Car avant d'être une ville, Ostende est une chanson de Caussimon, mise en musique par Ferré, remise au goût du jour par Arno qui en a donné une version définitive. Il y pleut forcément, le ciel est lourd, le chagrin en embuscade et on se demande vraiment si c'est utile d'vivre sa viiiieu...
Ou alors on pense aux « Lèvres rouges » d'Harry Kümel, à la voix suave, incantatoire et spectrale de Delphine Seyrig - comtesse Bathory : «Je ne suis qu’un personnage (…). Vous savez, la belle étrangère un peu lasse, un peu mystérieuse, qui traîne son spleen d’une ville à une autre…». Ostende, Palais des thermes, morte saison... On songe aussi à « Je t'aime je t'aime », un des plus beaux films de Resnais...

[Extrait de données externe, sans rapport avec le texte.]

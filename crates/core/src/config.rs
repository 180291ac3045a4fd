use std::env;

use serde::{Deserialize, Serialize};

use crate::status::DeletePolicy;

/// Load .env file (silently ignores if missing).
pub fn load_dotenv() {
    dotenvy::dotenv().ok();
}

fn env_or(key: &str, default: &str) -> String {
    env::var(key).unwrap_or_else(|_| default.to_string())
}

fn env_opt(key: &str) -> Option<String> {
    env::var(key).ok().filter(|s| !s.is_empty())
}

fn env_u16(key: &str, default: u16) -> u16 {
    env_opt(key).and_then(|v| v.parse().ok()).unwrap_or(default)
}

fn env_u64(key: &str, default: u64) -> u64 {
    env_opt(key).and_then(|v| v.parse().ok()).unwrap_or(default)
}

// ── Top-level config ──────────────────────────────────────────

#[derive(Debug, Clone, Serialize, Deserialize)]
pub struct Config {
    pub server: ServerConfig,
    pub store: StoreConfig,
    pub telegram: TelegramConfig,
    pub sweep: SweepConfig,
    /// Which trays `DELETE` may prune; see `DeletePolicy`.
    pub delete_policy: DeletePolicy,
}

#[derive(Debug, Clone, Serialize, Deserialize)]
pub struct ServerConfig {
    pub host: String,
    pub port: u16,
}

#[derive(Debug, Clone, Serialize, Deserialize)]
pub struct StoreConfig {
    /// PostgreSQL connection string. Empty → in-memory store.
    pub database_url: Option<String>,
}

impl StoreConfig {
    pub fn is_postgres(&self) -> bool {
        self.database_url.is_some()
    }
}

#[derive(Debug, Clone, Serialize, Deserialize)]
pub struct TelegramConfig {
    pub bot_token: Option<String>,
    pub chat_id: Option<String>,
}

impl TelegramConfig {
    /// Notifications run only when both credentials are present; anything
    /// less degrades to a disabled dispatcher rather than a startup failure.
    pub fn is_configured(&self) -> bool {
        self.bot_token.is_some() && self.chat_id.is_some()
    }
}

#[derive(Debug, Clone, Serialize, Deserialize)]
pub struct SweepConfig {
    /// Seconds between notification sweeps.
    pub interval_secs: u64,
}

impl Config {
    /// Build config from environment variables (call `load_dotenv()` first).
    pub fn from_env() -> Self {
        Self {
            server: ServerConfig {
                host: env_or("SERVER_HOST", "0.0.0.0"),
                port: env_u16("SERVER_PORT", 5000),
            },
            store: StoreConfig {
                database_url: env_opt("DATABASE_URL"),
            },
            telegram: TelegramConfig {
                bot_token: env_opt("TELEGRAM_BOT_TOKEN"),
                chat_id: env_opt("TELEGRAM_CHAT_ID"),
            },
            sweep: SweepConfig {
                interval_secs: env_u64("SWEEP_INTERVAL_SECS", 3600),
            },
            delete_policy: DeletePolicy::parse(&env_or("DELETE_POLICY", "removed-only")),
        }
    }

    /// Log the effective configuration with secrets masked.
    pub fn log_summary(&self) {
        tracing::info!("Configuration:");
        tracing::info!("  server: {}:{}", self.server.host, self.server.port);
        tracing::info!(
            "  store: {}",
            if self.store.is_postgres() {
                "postgres"
            } else {
                "in-memory"
            }
        );
        tracing::info!(
            "  telegram: {}",
            if self.telegram.is_configured() {
                "configured"
            } else {
                "not configured — notifications disabled"
            }
        );
        tracing::info!("  sweep interval: {}s", self.sweep.interval_secs);
        tracing::info!("  delete policy: {}", self.delete_policy.as_str());
    }
}
//! REST handlers.
//!
//! Error bodies follow the `{"message": "..."}` shape on every endpoint.

pub mod health;
pub mod trays;

use axum::http::StatusCode;
use axum::Json;
use serde::Serialize;
use utoipa::ToSchema;

use crate::service::ServiceError;

/// Error body shared by all endpoints.
#[derive(Debug, Serialize, ToSchema)]
pub struct ErrorResponse {
    pub message: String,
}

/// Map a service error onto its HTTP representation.
pub fn error_response(e: ServiceError) -> (StatusCode, Json<ErrorResponse>) {
    let status = match &e {
        ServiceError::Validation(_) | ServiceError::SlotConflict => StatusCode::BAD_REQUEST,
        ServiceError::NotFound => StatusCode::NOT_FOUND,
        ServiceError::DeleteRestricted(_) => StatusCode::FORBIDDEN,
        ServiceError::Store(_) => StatusCode::INTERNAL_SERVER_ERROR,
    };
    if status == StatusCode::INTERNAL_SERVER_ERROR {
        tracing::error!(error = %e, "Request failed on store error");
    }
    (
        status,
        Json(ErrorResponse {
            message: e.to_string(),
        }),
    )
}
//! Pure status engine: day counts, incubation periods, and the
//! readiness/overdue classification derived from them.
//!
//! Everything here is deterministic over an explicit `now` instant so the
//! service and sweep stay testable with fixed clocks.

use chrono::{DateTime, Duration, Utc};
use serde::Serialize;

use crate::tray::{EggType, Tray};

const SECS_PER_DAY: i64 = 86_400;

/// Days an egg type spends in the incubator before removal is due.
pub fn incubation_period(egg_type: EggType) -> i64 {
    match egg_type {
        EggType::Chicken => 18,
        EggType::Duck => 25,
    }
}

/// Day count at which a tray is worth flagging as ready to remove,
/// ahead of the full incubation period.
pub fn warning_threshold(egg_type: EggType) -> i64 {
    match egg_type {
        EggType::Chicken => 16,
        EggType::Duck => 23,
    }
}

/// Whole days the tray has spent in the incubator, rounded up.
///
/// Uses the absolute difference so a (validated-against, but possible in
/// legacy data) future `added_date` yields a count instead of a negative.
pub fn days_in_incubator(added_date: DateTime<Utc>, now: DateTime<Utc>) -> i64 {
    let secs = (now - added_date).num_seconds().abs();
    (secs + SECS_PER_DAY - 1) / SECS_PER_DAY
}

/// The date the incubation period completes and the tray must come out.
pub fn completion_date(added_date: DateTime<Utc>, egg_type: EggType) -> DateTime<Utc> {
    added_date + Duration::days(incubation_period(egg_type))
}

/// Whole days until the completion date, rounded up. `None` once the
/// completion date has passed — the overdue amount lives on
/// [`TrayStatus::Overdue`] instead of counting up from zero here.
pub fn days_remaining(
    added_date: DateTime<Utc>,
    egg_type: EggType,
    now: DateTime<Utc>,
) -> Option<i64> {
    let completion = completion_date(added_date, egg_type);
    if now >= completion {
        return None;
    }
    let secs = (completion - now).num_seconds();
    Some((secs + SECS_PER_DAY - 1) / SECS_PER_DAY)
}

/// Lifecycle category of a tray at a given instant.
#[derive(Debug, Clone, Copy, PartialEq, Eq, Serialize)]
#[serde(rename_all = "snake_case", tag = "state")]
pub enum TrayStatus {
    Incubating,
    ReadyToRemove,
    Overdue { days_overdue: i64 },
    Removed,
}

impl TrayStatus {
    pub fn as_str(&self) -> &'static str {
        match self {
            TrayStatus::Incubating => "incubating",
            TrayStatus::ReadyToRemove => "ready_to_remove",
            TrayStatus::Overdue { .. } => "overdue",
            TrayStatus::Removed => "removed",
        }
    }
}

/// Classify a tray. Exactly one category applies: removed wins, then the
/// incubation period, then the warning threshold.
pub fn status(tray: &Tray, now: DateTime<Utc>) -> TrayStatus {
    if tray.removed {
        return TrayStatus::Removed;
    }
    let days = days_in_incubator(tray.added_date, now);
    let period = incubation_period(tray.egg_type);
    if days >= period {
        return TrayStatus::Overdue {
            days_overdue: days - period,
        };
    }
    if days >= warning_threshold(tray.egg_type) {
        return TrayStatus::ReadyToRemove;
    }
    TrayStatus::Incubating
}

/// Which trays may be deleted from history.
#[derive(Debug, Clone, Copy, Default, PartialEq, Eq, Serialize, serde::Deserialize)]
#[serde(rename_all = "kebab-case")]
pub enum DeletePolicy {
    /// Only removed trays may be deleted.
    #[default]
    RemovedOnly,
    /// Removed trays, or active trays past their warning threshold.
    PastThreshold,
}

impl DeletePolicy {
    pub fn as_str(&self) -> &'static str {
        match self {
            DeletePolicy::RemovedOnly => "removed-only",
            DeletePolicy::PastThreshold => "past-threshold",
        }
    }

    /// Lenient parse with the strict policy as fallback.
    pub fn parse(s: &str) -> Self {
        match s {
            "past-threshold" => DeletePolicy::PastThreshold,
            _ => DeletePolicy::RemovedOnly,
        }
    }
}

/// Whether the tray may be deleted under the given policy.
pub fn can_delete(tray: &Tray, now: DateTime<Utc>, policy: DeletePolicy) -> bool {
    if tray.removed {
        return true;
    }
    match policy {
        DeletePolicy::RemovedOnly => false,
        DeletePolicy::PastThreshold => {
            days_in_incubator(tray.added_date, now) >= warning_threshold(tray.egg_type)
        }
    }
}

/// Whether the overdue alert for this tray is still owed: active, not yet
/// notified, and at or past its incubation period.
pub fn should_notify(tray: &Tray, now: DateTime<Utc>) -> bool {
    !tray.removed
        && !tray.notification_sent
        && days_in_incubator(tray.added_date, now) >= incubation_period(tray.egg_type)
}
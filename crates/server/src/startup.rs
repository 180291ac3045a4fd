//! Startup wiring: store selection, notifier construction, shared state.

use std::sync::Arc;

use tracing::{info, warn};

use couvoir_core::config::{Config, TelegramConfig};
use couvoir_notify::telegram::TelegramNotifier;
use couvoir_notify::{Dispatcher, Notifier};
use couvoir_store::{MemoryTrayStore, PgTrayStore, TrayStore};

use crate::service::TrayService;
use crate::state::AppState;

/// Select the tray store from config. A configured `DATABASE_URL` that
/// fails to connect or migrate aborts startup; an absent one degrades to
/// the in-memory store.
async fn build_store(config: &Config) -> anyhow::Result<Arc<dyn TrayStore>> {
    match &config.store.database_url {
        Some(url) => {
            let store = PgTrayStore::connect(url).await?;
            Ok(Arc::new(store))
        }
        None => {
            warn!("DATABASE_URL not configured — using in-memory tray store (records are lost on restart)");
            Ok(Arc::new(MemoryTrayStore::new()))
        }
    }
}

/// Build the notification dispatcher. Missing or invalid Telegram
/// credentials disable notifications; they never fail startup.
fn build_dispatcher(telegram: &TelegramConfig) -> Dispatcher {
    let (Some(bot_token), Some(chat_id)) = (&telegram.bot_token, &telegram.chat_id) else {
        warn!("Telegram credentials not set — notifications disabled");
        return Dispatcher::disabled();
    };

    match TelegramNotifier::from_config(bot_token.clone(), chat_id.clone()) {
        Ok(notifier) => {
            info!("Telegram notifications enabled");
            Dispatcher::with_channels(vec![Box::new(notifier) as Box<dyn Notifier>])
        }
        Err(e) => {
            warn!("Telegram notifier misconfigured: {e} — notifications disabled");
            Dispatcher::disabled()
        }
    }
}

/// Assemble the shared application state.
pub async fn build_state(config: &Config) -> anyhow::Result<Arc<AppState>> {
    let store = build_store(config).await?;
    let dispatcher = Arc::new(build_dispatcher(&config.telegram));
    let service = TrayService::new(store, dispatcher, config.delete_policy);
    Ok(Arc::new(AppState { service }))
}
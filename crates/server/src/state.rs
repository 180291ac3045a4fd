use crate::service::TrayService;

/// Shared application state handed to every handler and the sweep task.
pub struct AppState {
    pub service: TrayService,
}
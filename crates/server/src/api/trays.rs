//! Tray CRUD endpoints.
//!
//! Responses embed a computed status block so clients never redo the date
//! math. Wire field names are camelCase throughout.

use std::sync::Arc;

use axum::extract::{Path, State};
use axum::http::StatusCode;
use axum::Json;
use chrono::{DateTime, Utc};
use serde::{Deserialize, Serialize};
use utoipa::ToSchema;
use uuid::Uuid;

use couvoir_core::error::ValidationError;
use couvoir_core::status::{
    completion_date, days_in_incubator, days_remaining, status, TrayStatus,
};
use couvoir_core::tray::{Door, EggType, Position, Tray, TrayInput, TrayPatch};

use crate::service::ServiceError;
use crate::state::AppState;

use super::{error_response, ErrorResponse};

type ApiError = (StatusCode, Json<ErrorResponse>);

// ── Wire types ────────────────────────────────────────────────────

/// Computed status block attached to every tray response.
#[derive(Debug, Serialize, ToSchema)]
#[serde(rename_all = "camelCase")]
pub struct TrayStatusBlock {
    /// One of: incubating, ready_to_remove, overdue, removed.
    pub state: &'static str,
    pub days_in_incubator: i64,
    /// Days until the completion date; absent once it has passed.
    #[serde(skip_serializing_if = "Option::is_none")]
    pub days_remaining: Option<i64>,
    /// Days past the incubation period; present only when overdue.
    #[serde(skip_serializing_if = "Option::is_none")]
    pub days_overdue: Option<i64>,
    pub completion_date: DateTime<Utc>,
}

/// A tray record as returned by the API.
#[derive(Debug, Serialize, ToSchema)]
#[serde(rename_all = "camelCase")]
pub struct TrayResponse {
    pub id: Uuid,
    pub door: &'static str,
    pub row: u8,
    pub position: &'static str,
    pub egg_type: &'static str,
    pub added_date: DateTime<Utc>,
    pub removed: bool,
    #[serde(skip_serializing_if = "Option::is_none")]
    pub removed_date: Option<DateTime<Utc>>,
    pub notification_sent: bool,
    #[serde(skip_serializing_if = "Option::is_none")]
    pub notes: Option<String>,
    pub created_at: DateTime<Utc>,
    pub updated_at: DateTime<Utc>,
    pub status: TrayStatusBlock,
}

impl TrayResponse {
    pub fn from_tray(tray: &Tray, now: DateTime<Utc>) -> Self {
        let st = status(tray, now);
        let days_overdue = match st {
            TrayStatus::Overdue { days_overdue } => Some(days_overdue),
            _ => None,
        };
        Self {
            id: tray.id,
            door: tray.door.as_str(),
            row: tray.row,
            position: tray.position.as_str(),
            egg_type: tray.egg_type.as_str(),
            added_date: tray.added_date,
            removed: tray.removed,
            removed_date: tray.removed_date,
            notification_sent: tray.notification_sent,
            notes: tray.notes.clone(),
            created_at: tray.created_at,
            updated_at: tray.updated_at,
            status: TrayStatusBlock {
                state: st.as_str(),
                days_in_incubator: days_in_incubator(tray.added_date, now),
                days_remaining: days_remaining(tray.added_date, tray.egg_type, now),
                days_overdue,
                completion_date: completion_date(tray.added_date, tray.egg_type),
            },
        }
    }
}

fn to_responses(trays: &[Tray]) -> Vec<TrayResponse> {
    let now = Utc::now();
    trays.iter().map(|t| TrayResponse::from_tray(t, now)).collect()
}

/// Body for `POST /api/trays`.
#[derive(Debug, Deserialize, ToSchema)]
#[serde(rename_all = "camelCase")]
pub struct CreateTrayRequest {
    /// "left" or "right".
    pub door: String,
    /// Row within the door, 1..=3.
    pub row: u8,
    /// "left" or "right".
    pub position: String,
    /// "chicken" (default) or "duck".
    #[serde(default)]
    pub egg_type: Option<String>,
    /// Defaults to now; must not be in the future.
    #[serde(default)]
    pub added_date: Option<DateTime<Utc>>,
    #[serde(default)]
    pub notes: Option<String>,
}

impl CreateTrayRequest {
    fn into_input(self) -> Result<TrayInput, ValidationError> {
        Ok(TrayInput {
            door: Door::parse(&self.door)?,
            row: self.row,
            position: Position::parse(&self.position)?,
            egg_type: self.egg_type.as_deref().map(EggType::parse),
            added_date: self.added_date,
            notes: self.notes,
        })
    }
}

/// Body for `PATCH /api/trays/{id}` — the mutable field whitelist.
#[derive(Debug, Deserialize, ToSchema)]
#[serde(rename_all = "camelCase")]
pub struct UpdateTrayRequest {
    #[serde(default)]
    pub notes: Option<String>,
    #[serde(default)]
    pub notification_sent: Option<bool>,
}

#[derive(Debug, Serialize, ToSchema)]
pub struct MessageResponse {
    pub message: String,
}

// ── Handlers ──────────────────────────────────────────────────────

/// List every tray, most-recently-added first.
#[utoipa::path(
    get,
    path = "/api/trays",
    tag = "Trays",
    responses(
        (status = 200, description = "All tray records", body = Vec<TrayResponse>),
        (status = 500, description = "Store failure", body = ErrorResponse)
    )
)]
pub async fn list_trays(
    State(state): State<Arc<AppState>>,
) -> Result<Json<Vec<TrayResponse>>, ApiError> {
    let trays = state.service.list_all().await.map_err(error_response)?;
    Ok(Json(to_responses(&trays)))
}

/// List active (not removed) trays, oldest-added first.
#[utoipa::path(
    get,
    path = "/api/trays/active",
    tag = "Trays",
    responses(
        (status = 200, description = "Active tray records", body = Vec<TrayResponse>),
        (status = 500, description = "Store failure", body = ErrorResponse)
    )
)]
pub async fn list_active_trays(
    State(state): State<Arc<AppState>>,
) -> Result<Json<Vec<TrayResponse>>, ApiError> {
    let trays = state.service.list_active().await.map_err(error_response)?;
    Ok(Json(to_responses(&trays)))
}

/// Fetch a single tray.
#[utoipa::path(
    get,
    path = "/api/trays/{id}",
    tag = "Trays",
    params(("id" = Uuid, Path, description = "Tray ID")),
    responses(
        (status = 200, description = "Tray record", body = TrayResponse),
        (status = 404, description = "Unknown tray", body = ErrorResponse)
    )
)]
pub async fn get_tray(
    State(state): State<Arc<AppState>>,
    Path(id): Path<Uuid>,
) -> Result<Json<TrayResponse>, ApiError> {
    let tray = state.service.get(id).await.map_err(error_response)?;
    Ok(Json(TrayResponse::from_tray(&tray, Utc::now())))
}

/// Place a new tray in a free slot.
#[utoipa::path(
    post,
    path = "/api/trays",
    tag = "Trays",
    request_body = CreateTrayRequest,
    responses(
        (status = 201, description = "Tray created", body = TrayResponse),
        (status = 400, description = "Invalid input or slot already occupied", body = ErrorResponse)
    )
)]
pub async fn create_tray(
    State(state): State<Arc<AppState>>,
    Json(body): Json<CreateTrayRequest>,
) -> Result<(StatusCode, Json<TrayResponse>), ApiError> {
    let input = body
        .into_input()
        .map_err(|e| error_response(ServiceError::Validation(e)))?;
    let tray = state.service.create(input).await.map_err(error_response)?;
    Ok((
        StatusCode::CREATED,
        Json(TrayResponse::from_tray(&tray, Utc::now())),
    ))
}

/// Mark a tray as removed (idempotent).
#[utoipa::path(
    patch,
    path = "/api/trays/{id}/remove",
    tag = "Trays",
    params(("id" = Uuid, Path, description = "Tray ID")),
    responses(
        (status = 200, description = "Tray removed (or already removed)", body = TrayResponse),
        (status = 404, description = "Unknown tray", body = ErrorResponse)
    )
)]
pub async fn remove_tray(
    State(state): State<Arc<AppState>>,
    Path(id): Path<Uuid>,
) -> Result<Json<TrayResponse>, ApiError> {
    let tray = state.service.mark_removed(id).await.map_err(error_response)?;
    Ok(Json(TrayResponse::from_tray(&tray, Utc::now())))
}

/// Partially update a tray (notes, notification flag).
#[utoipa::path(
    patch,
    path = "/api/trays/{id}",
    tag = "Trays",
    params(("id" = Uuid, Path, description = "Tray ID")),
    request_body = UpdateTrayRequest,
    responses(
        (status = 200, description = "Tray updated", body = TrayResponse),
        (status = 404, description = "Unknown tray", body = ErrorResponse)
    )
)]
pub async fn update_tray(
    State(state): State<Arc<AppState>>,
    Path(id): Path<Uuid>,
    Json(body): Json<UpdateTrayRequest>,
) -> Result<Json<TrayResponse>, ApiError> {
    let patch = TrayPatch {
        notes: body.notes,
        notification_sent: body.notification_sent,
    };
    let tray = state.service.update(id, patch).await.map_err(error_response)?;
    Ok(Json(TrayResponse::from_tray(&tray, Utc::now())))
}

/// Delete a tray from history, subject to the delete policy.
#[utoipa::path(
    delete,
    path = "/api/trays/{id}",
    tag = "Trays",
    params(("id" = Uuid, Path, description = "Tray ID")),
    responses(
        (status = 200, description = "Tray deleted", body = MessageResponse),
        (status = 403, description = "Refused by delete policy", body = ErrorResponse),
        (status = 404, description = "Unknown tray", body = ErrorResponse)
    )
)]
pub async fn delete_tray(
    State(state): State<Arc<AppState>>,
    Path(id): Path<Uuid>,
) -> Result<Json<MessageResponse>, ApiError> {
    state.service.delete(id).await.map_err(error_response)?;
    Ok(Json(MessageResponse {
        message: "Tray deleted successfully".to_string(),
    }))
}

/// Delete every tray the policy allows; returns the surviving records.
#[utoipa::path(
    delete,
    path = "/api/trays",
    tag = "Trays",
    responses(
        (status = 200, description = "Surviving tray records", body = Vec<TrayResponse>),
        (status = 500, description = "Store failure", body = ErrorResponse)
    )
)]
pub async fn clear_history(
    State(state): State<Arc<AppState>>,
) -> Result<Json<Vec<TrayResponse>>, ApiError> {
    let survivors = state.service.clear_history().await.map_err(error_response)?;
    Ok(Json(to_responses(&survivors)))
}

Le 16 avril dernier, la ville tenait ses promesses ; un vent terrible balayait la côte, le sable s'en prenait aux yeux, la mer du nord – fidèle à sa mauvaise réputation – déchainait sa colère et mordait la digue. Les rafales avaient vidé la promenade, les colonnes des Galeries Royales semblaient sinistres sous le ciel gris – le bâtiment menace ruine depuis plusieurs années et les poutres métalliques de soutènement, graffitées et sales, paraissent vouées au même destin que les échafaudages du Palais de Justice de Bruxelles : du provisoire devenu définitif. D'une certaine façon, tout était donc parfait ; même les hideuses barres d'immeubles avec vue imprenable sur l'horizon – certaines encore en construction – qui tiennent lieu de remparts aux côtes flamandes, réponse bétonnée et arrogante à l'horizontalité souveraine du littoral.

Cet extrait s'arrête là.